I forgot all about that one.
Then, it's like they both got robbed, due to a later medical mistake;
But less than eight months after the transplant, Springs lapsed into a coma during an operation to remove a cyst from his arm. He never regained consciousness before dying May 12 at age 54 inside Medical City Dallas Hospital..
At that last above link, there was link to fuller comments by Pearson in regard to Mr. Newhouse;
and a great photo of Newhouse in action. I remember that guy.
That guy was a Human Tank. RIP.
Oh Lord, the Cotton Bowl.
In 1977-1978 I was a Boy Scout who worked as an usher in the Cotton Bowl for Dallas games. What a place and what a time. I even met one of the Baptist Pastors who used to do Saturday Services for the Cowboys so they wouldn’t miss a church service because of Sunday games.

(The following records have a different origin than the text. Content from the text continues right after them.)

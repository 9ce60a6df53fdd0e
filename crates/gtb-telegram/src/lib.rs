//! Telegram adapter (teloxide).
//!
//! Implements the `gtb-core` MessagingPort over the Telegram Bot API and hosts
//! the command / inline-button handlers.

use async_trait::async_trait;

use teloxide::{
    prelude::*,
    types::{InlineKeyboardButton, InlineKeyboardMarkup, ParseMode},
};

use tokio::time::sleep;

pub mod handlers;
pub mod render;
pub mod router;

#[cfg(test)]
mod testing;

use gtb_core::{
    domain::{ChatId, MessageId, MessageRef},
    errors::Error,
    messaging::{
        port::MessagingPort,
        types::{ButtonAction, InlineKeyboard, MessagingCapabilities},
    },
    Result,
};

#[derive(Clone)]
pub struct TelegramMessenger {
    bot: Bot,
}

impl TelegramMessenger {
    pub fn new(bot: Bot) -> Self {
        Self { bot }
    }

    fn tg_chat(chat_id: ChatId) -> teloxide::types::ChatId {
        teloxide::types::ChatId(chat_id.0)
    }

    fn tg_msg_id(message_id: MessageId) -> teloxide::types::MessageId {
        teloxide::types::MessageId(message_id.0)
    }

    fn map_err(e: teloxide::RequestError) -> Error {
        Error::External(format!("telegram error: {e}"))
    }

    fn markup(keyboard: InlineKeyboard) -> Result<InlineKeyboardMarkup> {
        let mut rows = Vec::with_capacity(keyboard.rows.len());
        for row in keyboard.rows {
            let mut buttons = Vec::with_capacity(row.len());
            for b in row {
                let button = match b.action {
                    ButtonAction::Callback(data) => InlineKeyboardButton::callback(b.label, data),
                    ButtonAction::Url(url) => {
                        let url = reqwest::Url::parse(&url)
                            .map_err(|e| Error::External(format!("invalid button url: {e}")))?;
                        InlineKeyboardButton::url(b.label, url)
                    }
                };
                buttons.push(button);
            }
            rows.push(buttons);
        }
        Ok(InlineKeyboardMarkup::new(rows))
    }

    async fn with_retry<T, Fut>(&self, mut op: impl FnMut() -> Fut) -> Result<T>
    where
        Fut: std::future::IntoFuture<Output = std::result::Result<T, teloxide::RequestError>>,
        Fut::IntoFuture: Send,
    {
        const MAX_RETRIES: usize = 1;
        let mut attempts = 0usize;
        loop {
            match op().await {
                Ok(v) => return Ok(v),
                Err(e) => match e {
                    teloxide::RequestError::RetryAfter(d) if attempts < MAX_RETRIES => {
                        attempts += 1;
                        sleep(d).await;
                        continue;
                    }
                    other => return Err(Self::map_err(other)),
                },
            }
        }
    }
}

#[async_trait]
impl MessagingPort for TelegramMessenger {
    fn capabilities(&self) -> MessagingCapabilities {
        MessagingCapabilities {
            supports_html: true,
            supports_edit: true,
            supports_inline_keyboards: true,
            max_message_len: 4096,
        }
    }

    async fn send_html(&self, chat_id: ChatId, html: &str) -> Result<MessageRef> {
        let msg = self
            .with_retry(|| {
                self.bot
                    .send_message(Self::tg_chat(chat_id), html.to_string())
                    .parse_mode(ParseMode::Html)
                    .disable_web_page_preview(true)
            })
            .await?;

        Ok(MessageRef {
            chat_id,
            message_id: MessageId(msg.id.0),
        })
    }

    async fn edit_html(&self, msg: MessageRef, html: &str) -> Result<()> {
        self.with_retry(|| {
            self.bot
                .edit_message_text(
                    Self::tg_chat(msg.chat_id),
                    Self::tg_msg_id(msg.message_id),
                    html.to_string(),
                )
                .parse_mode(ParseMode::Html)
        })
        .await?;
        Ok(())
    }

    async fn send_inline_keyboard(
        &self,
        chat_id: ChatId,
        html: &str,
        keyboard: InlineKeyboard,
    ) -> Result<MessageRef> {
        let markup = Self::markup(keyboard)?;

        let msg = self
            .with_retry(|| {
                self.bot
                    .send_message(Self::tg_chat(chat_id), html.to_string())
                    .parse_mode(ParseMode::Html)
                    .disable_web_page_preview(true)
                    .reply_markup(markup.clone())
            })
            .await?;

        Ok(MessageRef {
            chat_id,
            message_id: MessageId(msg.id.0),
        })
    }

    async fn answer_callback_query(&self, callback_id: &str, text: Option<&str>) -> Result<()> {
        self.with_retry(|| {
            let mut req = self.bot.answer_callback_query(callback_id.to_string());
            if let Some(t) = text {
                req = req.text(t.to_string());
            }
            req
        })
        .await?;
        Ok(())
    }
}
use gtb_core::{domain::ChatIdentity, formatting::escape_html, Result};

use crate::{
    render::{self, Reply},
    router::AppState,
};

#[derive(Clone, Debug, PartialEq, Eq)]
pub(crate) enum Command {
    Start,
    Help,
    Link,
    Status,
    Repos,
    Create {
        name: String,
        description: String,
        private: bool,
    },
    Delete {
        target: String,
        confirmed: bool,
    },
    Ls {
        repo: String,
        path: String,
    },
    Unknown(String),
}

fn split_command(text: &str) -> (String, String) {
    // Telegram may send `/cmd@botname arg1 ...`
    let mut parts = text.trim().splitn(2, char::is_whitespace);
    let first = parts.next().unwrap_or("").trim();
    let rest = parts.next().unwrap_or("").trim().to_string();

    let cmd = first
        .trim_start_matches('/')
        .split('@')
        .next()
        .unwrap_or("")
        .to_lowercase();

    (cmd, rest)
}

pub(crate) fn parse(text: &str) -> Command {
    let (cmd, args) = split_command(text);
    match cmd.as_str() {
        "start" => Command::Start,
        "help" => Command::Help,
        "link" => Command::Link,
        "status" => Command::Status,
        "repos" => Command::Repos,
        "create" => parse_create(&args),
        "delete" => {
            let mut target = String::new();
            let mut confirmed = false;
            for tok in args.split_whitespace() {
                match tok {
                    "--yes" | "-y" => confirmed = true,
                    _ if target.is_empty() => target = tok.to_string(),
                    _ => {}
                }
            }
            Command::Delete { target, confirmed }
        }
        "ls" => {
            let mut toks = args.split_whitespace();
            Command::Ls {
                repo: toks.next().unwrap_or("").to_string(),
                path: toks.next().unwrap_or("").to_string(),
            }
        }
        other => Command::Unknown(other.to_string()),
    }
}

/// `<name> [--private|-p] [description...]`; the flag may appear anywhere.
fn parse_create(args: &str) -> Command {
    let mut name = String::new();
    let mut private = false;
    let mut words = Vec::new();
    for tok in args.split_whitespace() {
        match tok {
            "--private" | "-p" => private = true,
            _ if name.is_empty() => name = tok.to_string(),
            _ => words.push(tok),
        }
    }
    Command::Create {
        name,
        description: words.join(" "),
        private,
    }
}

pub(crate) async fn handle_command(state: &AppState, chat: &ChatIdentity, text: &str) -> Reply {
    execute(state, chat, parse(text)).await
}

pub(crate) async fn execute(state: &AppState, chat: &ChatIdentity, cmd: Command) -> Reply {
    match run(state, chat, cmd).await {
        Ok(reply) => reply,
        Err(e) => {
            if !e.is_user_error() {
                tracing::warn!(%chat, "command failed: {e}");
            }
            render::error(&e)
        }
    }
}

async fn run(state: &AppState, chat: &ChatIdentity, cmd: Command) -> Result<Reply> {
    match cmd {
        Command::Start => start(state, chat).await,
        Command::Help => Ok(render::help()),
        Command::Link => link(state, chat).await,
        Command::Status => {
            let linkage = state.linkage.linkage_state(chat).await?;
            let user = state.accounts.get_user(chat).await?;
            Ok(render::status(linkage, user.as_ref()))
        }
        Command::Repos => {
            let repos = state.gateway.list_repositories(chat).await?;
            Ok(render::repo_list(&repos))
        }
        Command::Create {
            name,
            description,
            private,
        } => {
            if name.is_empty() {
                return Ok(Reply::text(
                    "Usage: <code>/create &lt;name&gt; [--private] [description]</code>",
                ));
            }
            let repo = state
                .gateway
                .create_repository(chat, &name, &description, private)
                .await?;
            Ok(render::created(&repo))
        }
        Command::Delete { target, confirmed } => {
            if target.is_empty() {
                return Ok(Reply::text("Usage: <code>/delete &lt;owner/name&gt;</code>"));
            }
            if confirmed {
                let full_name = state.gateway.delete_repository(chat, &target).await?;
                return Ok(render::deleted(&full_name));
            }
            state.accounts.require_linked(chat).await?;
            Ok(render::confirm_delete(&target))
        }
        Command::Ls { repo, path } => {
            if repo.is_empty() {
                return Ok(Reply::text("Usage: <code>/ls &lt;owner/name&gt; [path]</code>"));
            }
            let (full_name, entries) = state.gateway.list_contents(chat, &repo, &path).await?;
            Ok(render::contents(&full_name, &path, &entries))
        }
        Command::Unknown(name) => Ok(Reply::text(format!(
            "Unknown command /{}. Send /help to see what I can do.",
            escape_html(&name)
        ))),
    }
}

/// Terms for newcomers, the menu for everyone else.
pub(crate) async fn start(state: &AppState, chat: &ChatIdentity) -> Result<Reply> {
    match state.accounts.get_user(chat).await? {
        Some(user) if user.has_agreed_to_terms => {
            let login = user
                .hosting_username
                .as_deref()
                .filter(|_| user.is_linked());
            Ok(render::main_menu(login))
        }
        _ => Ok(render::terms()),
    }
}

async fn link(state: &AppState, chat: &ChatIdentity) -> Result<Reply> {
    let agreed = state
        .accounts
        .get_user(chat)
        .await?
        .map(|u| u.has_agreed_to_terms)
        .unwrap_or(false);
    if !agreed {
        return Ok(render::terms());
    }
    let url = state.linkage.begin_authorization(chat)?;
    Ok(render::link_prompt(&url))
}
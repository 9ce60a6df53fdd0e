//! Shared fixtures for handler tests.

use std::{path::PathBuf, sync::Arc, time::Duration};

use gtb_core::{
    accounts::AccountDirectory,
    config::Config,
    domain::ChatIdentity,
    gateway::{GatewayConfig, RepositoryGateway},
    hosting::{fake::FakeHosting, HostingApi},
    linkage::LinkageService,
    messaging::port::{fake::FakeMessenger, MessagingPort},
    snapshot::SnapshotStore,
    store::{MemoryUserStore, UserStore},
};

use crate::router::AppState;

pub(crate) struct Fixture {
    pub(crate) state: Arc<AppState>,
    pub(crate) hosting: Arc<FakeHosting>,
    pub(crate) messenger: Arc<FakeMessenger>,
}

fn tmp_path(prefix: &str) -> PathBuf {
    let ts = std::time::SystemTime::now()
        .duration_since(std::time::UNIX_EPOCH)
        .unwrap_or_default()
        .as_nanos();
    PathBuf::from(format!("/tmp/{prefix}-{}-{ts}.json", std::process::id()))
}

pub(crate) fn config(snapshot_file: PathBuf) -> Config {
    Config {
        telegram_bot_token: "123:abc".to_string(),
        telegram_safe_limit: 4000,
        github_client_id: "cid".to_string(),
        github_client_secret: "secret".to_string(),
        github_redirect_uri: "http://localhost:3000/auth/github/callback".to_string(),
        github_scopes: vec!["repo".to_string()],
        github_api_base: "https://api.github.test".to_string(),
        github_oauth_base: "https://github.test".to_string(),
        github_timeout: Duration::from_secs(5),
        database_url: "sqlite::memory:".to_string(),
        snapshot_file,
        public_base_url: "http://localhost:3000".to_string(),
        http_bind: "127.0.0.1:0".parse().unwrap(),
        repo_cache_ttl: Duration::from_secs(300),
        invalidate_repo_cache_on_create: true,
    }
}

pub(crate) fn fixture(prefix: &str) -> Fixture {
    let cfg = config(tmp_path(prefix));
    let store: Arc<dyn UserStore> = Arc::new(MemoryUserStore::new());
    let snapshot = Arc::new(SnapshotStore::new(cfg.snapshot_file.clone()));
    let accounts = Arc::new(AccountDirectory::new(store, snapshot));
    let hosting = Arc::new(FakeHosting::new("gho_test"));
    let messenger = Arc::new(FakeMessenger::default());

    let hosting_port: Arc<dyn HostingApi> = hosting.clone();
    let messenger_port: Arc<dyn MessagingPort> = messenger.clone();
    let linkage = Arc::new(LinkageService::new(accounts.clone(), hosting_port.clone()));
    let gateway = Arc::new(RepositoryGateway::new(
        accounts.clone(),
        hosting_port,
        GatewayConfig::default(),
    ));

    let state = Arc::new(AppState {
        cfg: Arc::new(cfg),
        accounts,
        linkage,
        gateway,
        messenger: messenger_port,
    });
    Fixture {
        state,
        hosting,
        messenger,
    }
}

impl Fixture {
    /// Run the OAuth completion for `chat` so it ends up linked.
    pub(crate) async fn link(&self, chat: &ChatIdentity) {
        self.state
            .linkage
            .complete_authorization("good", chat)
            .await
            .unwrap();
    }

    pub(crate) fn cleanup(&self) {
        let _ = std::fs::remove_file(&self.state.cfg.snapshot_file);
    }
}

That was Don Nottingham's nickname, while he played for the Dolphins.
Then Wiki is incorrect:
Professional career: Newhouse was drafted in the second round of the 1972 NFL Draft by the Dallas Cowboys.
Although he wasn’t very big, he played bigger than his size. Newhouse was built very low to the ground and had enormous leg strength. He thrived on second effort, picking up the nicknames The House and The Human Bowling Ball.
That is a great shot of 44. Football in the mud. LOVE IT!
(My last HS football game was a mudder, a gawd awful mess. We loved it - - both teams. Even the refs were laughing at some of the plays. It was FUN.)